って、むしろ堂々としていて良いと思うんです。

確かに自己嫌悪はつらいですけど……、まずは自己を肯定することから始められたらと思います。

結局のところ、自分に自信がないことが根本原因だったりするので。

今の私は、コミュニケーションが最小限である自分を肯定しています。

だから、気が楽なんだとおもいます。

 

 

嫌われる のが 怖い あなたへ

ここまで書いてきましたが、私は、人に好かれることを諦めたわけではありません。

自発的に人間関係のフェードアウトを促しているとはいえ、いざ嫌われたときに全くダメージがないかと言われたら、それも嘘になります。

今は「わからないこと」がいつか「わかる」ように、今でもあれこれは考えています。

私が「わからない」と感じることに「これはこういう意味だよー」って個別具体的にあれこれ教えてくれる友人には、私は笑顔で、

ありがとう! これでもう大丈夫!

と答えるようにしています。

彼女はとてもいい人で、私が変わることを期待していると思うから。

どれだけ嫌気が差したって、私と向き合ってくれるから。

「私達は友達だよ」って、ちゃんと言葉にしてくれたから。

 

私はどちらかと言えば、「嫌われるのが怖い」と感じる人寄りの気持ちでいます。

でも突き詰めたら、そんな人達と完全に同じというわけではありません。

わかろうとはしたいのですが、やっぱりわからない部分だってあると思います。

結局のところ、みんな他人なんですから。

私の友人もどちらかというと、「嫌われるのが怖いっていうのはよくないよ! 改善しなきゃ!」っていうタイプの女性です。

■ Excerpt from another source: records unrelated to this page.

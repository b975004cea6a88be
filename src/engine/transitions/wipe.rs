//! Wipes, shutters and irises.
//!
//! The plane is cut into solid-colour blocks, `edges` of them per step.
//! Entering a scene the blocks start on screen and are taken away in
//! reveal order; leaving one they are put back in the reverse order.

use crate::cel::CelRef;
use crate::engine::GfxError;
use crate::engine::frameout::FrameOut;
use crate::engine::screen_item::ScreenItem;
use crate::geometry::{Point, Rect};
use crate::vm::ObjectId;

use super::ShowStyleType;

#[derive(Debug, Clone)]
struct Block {
    object: ObjectId,
    rect: Rect,
    shown: bool,
}

/// Block items of one wipe entry.
#[derive(Debug, Clone)]
pub struct Blocks {
    plane: ObjectId,
    edges: usize,
    color: u8,
    priority: i16,
    slots: Vec<Block>,
}

impl Blocks {
    /// Lay out the blocks over the plane's game area. When `fade_up` they
    /// are put on screen right away.
    pub fn configure(
        frame: &mut FrameOut,
        plane: ObjectId,
        kind: ShowStyleType,
        divisions: i32,
        color: u8,
        priority: i16,
        fade_up: bool,
    ) -> Result<Self, GfxError> {
        let game = frame.planes().find(plane).ok_or(GfxError::PlaneNotFound(plane))?.game_rect;
        let area = Rect::sized(game.width(), game.height());
        let (edges, rects) = block_rects(kind, area, divisions);

        let slots = rects
            .into_iter()
            .map(|rect| Block {
                object: frame.ids_mut().next_synthetic(),
                rect,
                shown: false,
            })
            .collect();
        let mut blocks = Self {
            plane,
            edges,
            color,
            priority,
            slots,
        };

        if fade_up {
            for i in 0..blocks.slots.len() {
                blocks.show(frame, i)?;
            }
        }
        Ok(blocks)
    }

    /// Take away (entering) or put back (leaving) the blocks of `step`.
    pub fn step(&mut self, frame: &mut FrameOut, step: i32, divisions: i32, fade_up: bool) -> Result<(), GfxError> {
        let group = if fade_up { step } else { divisions - step - 1 };
        let base = group.max(0) as usize * self.edges;
        for i in base..(base + self.edges).min(self.slots.len()) {
            if fade_up {
                self.hide(frame, i)?;
            } else {
                self.show(frame, i)?;
            }
        }
        Ok(())
    }

    /// Remove every block still on screen.
    pub fn release(&mut self, frame: &mut FrameOut) {
        for i in 0..self.slots.len() {
            if let Err(e) = self.hide(frame, i) {
                log::warn!("wipe block {}: {e}", self.slots[i].object);
            }
        }
    }

    /// Blocks currently on screen.
    pub fn shown(&self) -> usize {
        self.slots.iter().filter(|b| b.shown).count()
    }

    fn show(&mut self, frame: &mut FrameOut, index: usize) -> Result<(), GfxError> {
        let block = &mut self.slots[index];
        if block.shown || block.rect.is_empty() {
            return Ok(());
        }
        let creation_id = frame.ids_mut().next_creation();
        let mut item = ScreenItem::new(
            block.object,
            self.plane,
            CelRef::Color {
                color: self.color,
                width: block.rect.width(),
                height: block.rect.height(),
            },
            Point::new(block.rect.left, block.rect.top),
            creation_id,
            frame.screen_count(),
        );
        item.priority = self.priority;
        item.fixed_priority = true;
        frame.add_screen_item(item)?;
        block.shown = true;
        Ok(())
    }

    fn hide(&mut self, frame: &mut FrameOut, index: usize) -> Result<(), GfxError> {
        let block = &mut self.slots[index];
        if !block.shown {
            return Ok(());
        }
        block.shown = false;
        frame.delete_screen_item(self.plane, block.object)
    }
}

/// Blocks covering `area` in reveal order, `edges` per step.
pub fn block_rects(kind: ShowStyleType, area: Rect, divisions: i32) -> (usize, Vec<Rect>) {
    let div = divisions.max(1);
    let (w, h) = (area.width(), area.height());
    let at = |len: i32, k: i32| len * k / div;

    match kind {
        ShowStyleType::WipeRight => (
            1,
            (0..div).map(|k| Rect::new(at(w, k), 0, at(w, k + 1), h)).collect(),
        ),
        ShowStyleType::WipeLeft => (
            1,
            (0..div).map(|k| Rect::new(w - at(w, k + 1), 0, w - at(w, k), h)).collect(),
        ),
        ShowStyleType::WipeDown => (
            1,
            (0..div).map(|k| Rect::new(0, at(h, k), w, at(h, k + 1))).collect(),
        ),
        ShowStyleType::WipeUp => (
            1,
            (0..div).map(|k| Rect::new(0, h - at(h, k + 1), w, h - at(h, k))).collect(),
        ),
        ShowStyleType::HShutterOut | ShowStyleType::HShutterIn => {
            let c = w / 2;
            let out = |k: i32| {
                [
                    Rect::new(c - at(c, k + 1), 0, c - at(c, k), h),
                    Rect::new(c + at(w - c, k), 0, c + at(w - c, k + 1), h),
                ]
            };
            (2, ordered(div, kind == ShowStyleType::HShutterOut, out))
        }
        ShowStyleType::VShutterOut | ShowStyleType::VShutterIn => {
            let c = h / 2;
            let out = |k: i32| {
                [
                    Rect::new(0, c - at(c, k + 1), w, c - at(c, k)),
                    Rect::new(0, c + at(h - c, k), w, c + at(h - c, k + 1)),
                ]
            };
            (2, ordered(div, kind == ShowStyleType::VShutterOut, out))
        }
        ShowStyleType::IrisOut | ShowStyleType::IrisIn => {
            let (hw, hh) = (w / 2, h / 2);
            let inset = |j: i32| Rect::new(at(hw, j), at(hh, j), w - at(w - hw, j), h - at(h - hh, j));
            // ring k counted from the centre
            let ring = |k: i32| {
                let outer = inset(div - k - 1);
                let inner = inset(div - k);
                [
                    Rect::new(outer.left, outer.top, outer.right, inner.top),
                    Rect::new(outer.left, inner.bottom, outer.right, outer.bottom),
                    Rect::new(outer.left, inner.top, inner.left, inner.bottom),
                    Rect::new(inner.right, inner.top, outer.right, inner.bottom),
                ]
            };
            (4, ordered(div, kind == ShowStyleType::IrisOut, ring))
        }
        _ => (1, Vec::new()),
    }
}

/// Flatten per-step groups, centre first when `from_centre`.
fn ordered<const N: usize>(div: i32, from_centre: bool, group: impl Fn(i32) -> [Rect; N]) -> Vec<Rect> {
    let steps: Vec<i32> = if from_centre {
        (0..div).collect()
    } else {
        (0..div).rev().collect()
    };
    steps.into_iter().flat_map(group).collect()
}

#[cfg(test)]
mod tests {
    use super::*;

    fn area(rects: &[Rect]) -> i32 {
        rects.iter().map(Rect::area).sum()
    }

    #[test]
    fn wipe_right_goes_left_to_right() {
        let (edges, rects) = block_rects(ShowStyleType::WipeRight, Rect::sized(100, 10), 4);
        assert_eq!(edges, 1);
        assert_eq!(rects[0], Rect::new(0, 0, 25, 10));
        assert_eq!(rects[3], Rect::new(75, 0, 100, 10));
    }

    #[test]
    fn wipe_up_starts_at_the_bottom() {
        let (_, rects) = block_rects(ShowStyleType::WipeUp, Rect::sized(10, 30), 3);
        assert_eq!(rects[0], Rect::new(0, 20, 10, 30));
        assert_eq!(rects[2], Rect::new(0, 0, 10, 10));
    }

    #[test]
    fn shutters_cover_the_area_without_overlap() {
        for kind in [
            ShowStyleType::HShutterOut,
            ShowStyleType::HShutterIn,
            ShowStyleType::VShutterOut,
            ShowStyleType::VShutterIn,
        ] {
            let (edges, rects) = block_rects(kind, Rect::sized(101, 51), 7);
            assert_eq!(edges, 2);
            assert_eq!(rects.len(), 14);
            assert_eq!(area(&rects), 101 * 51, "{kind:?}");
        }
    }

    #[test]
    fn shutter_out_opens_at_the_centre() {
        let (_, rects) = block_rects(ShowStyleType::HShutterOut, Rect::sized(100, 10), 5);
        assert_eq!(rects[0], Rect::new(40, 0, 50, 10));
        assert_eq!(rects[1], Rect::new(50, 0, 60, 10));
        let (_, rects) = block_rects(ShowStyleType::HShutterIn, Rect::sized(100, 10), 5);
        assert_eq!(rects[0], Rect::new(0, 0, 10, 10));
        assert_eq!(rects[1], Rect::new(90, 0, 100, 10));
    }

    #[test]
    fn iris_rings_tile_the_area() {
        let (edges, rects) = block_rects(ShowStyleType::IrisOut, Rect::sized(320, 200), 8);
        assert_eq!(edges, 4);
        assert_eq!(rects.len(), 32);
        assert_eq!(area(&rects), 320 * 200);

        // outermost ring comes first when closing in
        let (_, rects) = block_rects(ShowStyleType::IrisIn, Rect::sized(320, 200), 8);
        assert_eq!(rects[0], Rect::new(0, 0, 320, 12));
    }
}
//! # Tokengate Config
//!
//! Configuration structures loaded once from environment variables at
//! process start and immutable afterwards:
//!
//! - [`jwt`]: signing secret and token lifetimes
//! - [`server`]: bind address and API prefix
//! - [`cors`]: allowed browser origins
//!
//! Every loader also has a `from_lookup` form taking a key → value function,
//! which is what the tests drive.
//!
//! # Example
//!
//! ```ignore
//! use tokengate_config::{CorsConfig, JwtConfig, ServerConfig};
//!
//! let jwt_config = JwtConfig::from_env()?;
//! let server_config = ServerConfig::from_env()?;
//! let cors_config = CorsConfig::from_env();
//! ```

pub mod cors;
pub mod error;
pub mod jwt;
pub mod server;

// Re-export commonly used types at crate root
pub use cors::CorsConfig;
pub use error::ConfigError;
pub use jwt::JwtConfig;
pub use server::ServerConfig;

/// Reads `key` through `lookup` and parses it, falling back to `default`
/// when the variable is unset or empty.
pub(crate) fn parse_or<T, F>(lookup: &F, key: &'static str, default: T) -> Result<T, ConfigError>
where
    T: std::str::FromStr,
    F: Fn(&str) -> Option<String>,
{
    match lookup(key).filter(|v| !v.trim().is_empty()) {
        Some(raw) => raw.trim().parse().map_err(|_| ConfigError::Invalid {
            key,
            value: raw.clone(),
        }),
        None => Ok(default),
    }
}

だからこそ私は、「あっち側の」人の気持ちだって、無駄にしちゃいけないなって感じています。

同じ「わからない」に至る道でも、「わかろうとしない」と「わかりたい」では見える風景は違うと思うから。

 


私はこの記事を、中学校1年生の頃の私に向けて書きました。

彼女も同じく、人の気持ちがわかりません。

好きと嫌いの定義もあやふやで、人間関係すべてがまっ暗闇です。

理由なく人に嫌われてるんじゃないかと思い悩み、そして怖がっています。

きっと

なんで私だけこんなにつらい思いしてるのー!!

って泣き叫んでいます。

 

だけど、大丈夫なんです。
人に嫌われるのが怖くたって、大丈夫なんです。

 

あと数年後には、「友人」にだって出会えます。

急に話しかけてきて、いきなりお説教をしてきて、そのままなりゆきで2人でお茶に行って、

考え方を隅々まで聞いてきて、真剣な顔をしていたと思ったら突然大爆笑されて、

そのままでイイじゃん! そこまで徹底しているって、あたしの周りにはいないから貴重かも!

って総括をしてくる女性。

その子は間違いなく、あなたの友人になる女性です。

ひとりで閉じこもっていたとしても、その殻を割って手を伸ばしてきてくれる人は必ずいます。

だから心配しないで。

そしてできれば、「嫌われるのが嫌だから自分から嫌いになる」なんて回りくどい方法を取る前に、もう少し早く自分を肯定してあげて。

 

人に嫌われるのは怖くない

こう言うと安っぽくなってしまうので、私はこう言います。

人に嫌われるのって難しい

あなた自身が嫌いな「あなた」のままでいたって、結局誰かには好かれてしまいます。

好かれてしまったら、あとは強情なあなたと強情な誰かとの根比べです。

負けたときは、素直に負けを認めてください。

めちゃくちゃ怖いですが、涙が出ますが、身体も震えますが、

それが出きったあと、そうしたらあなたも、心が楽になりますから。

 

最後までお読みくださりありがとうございました。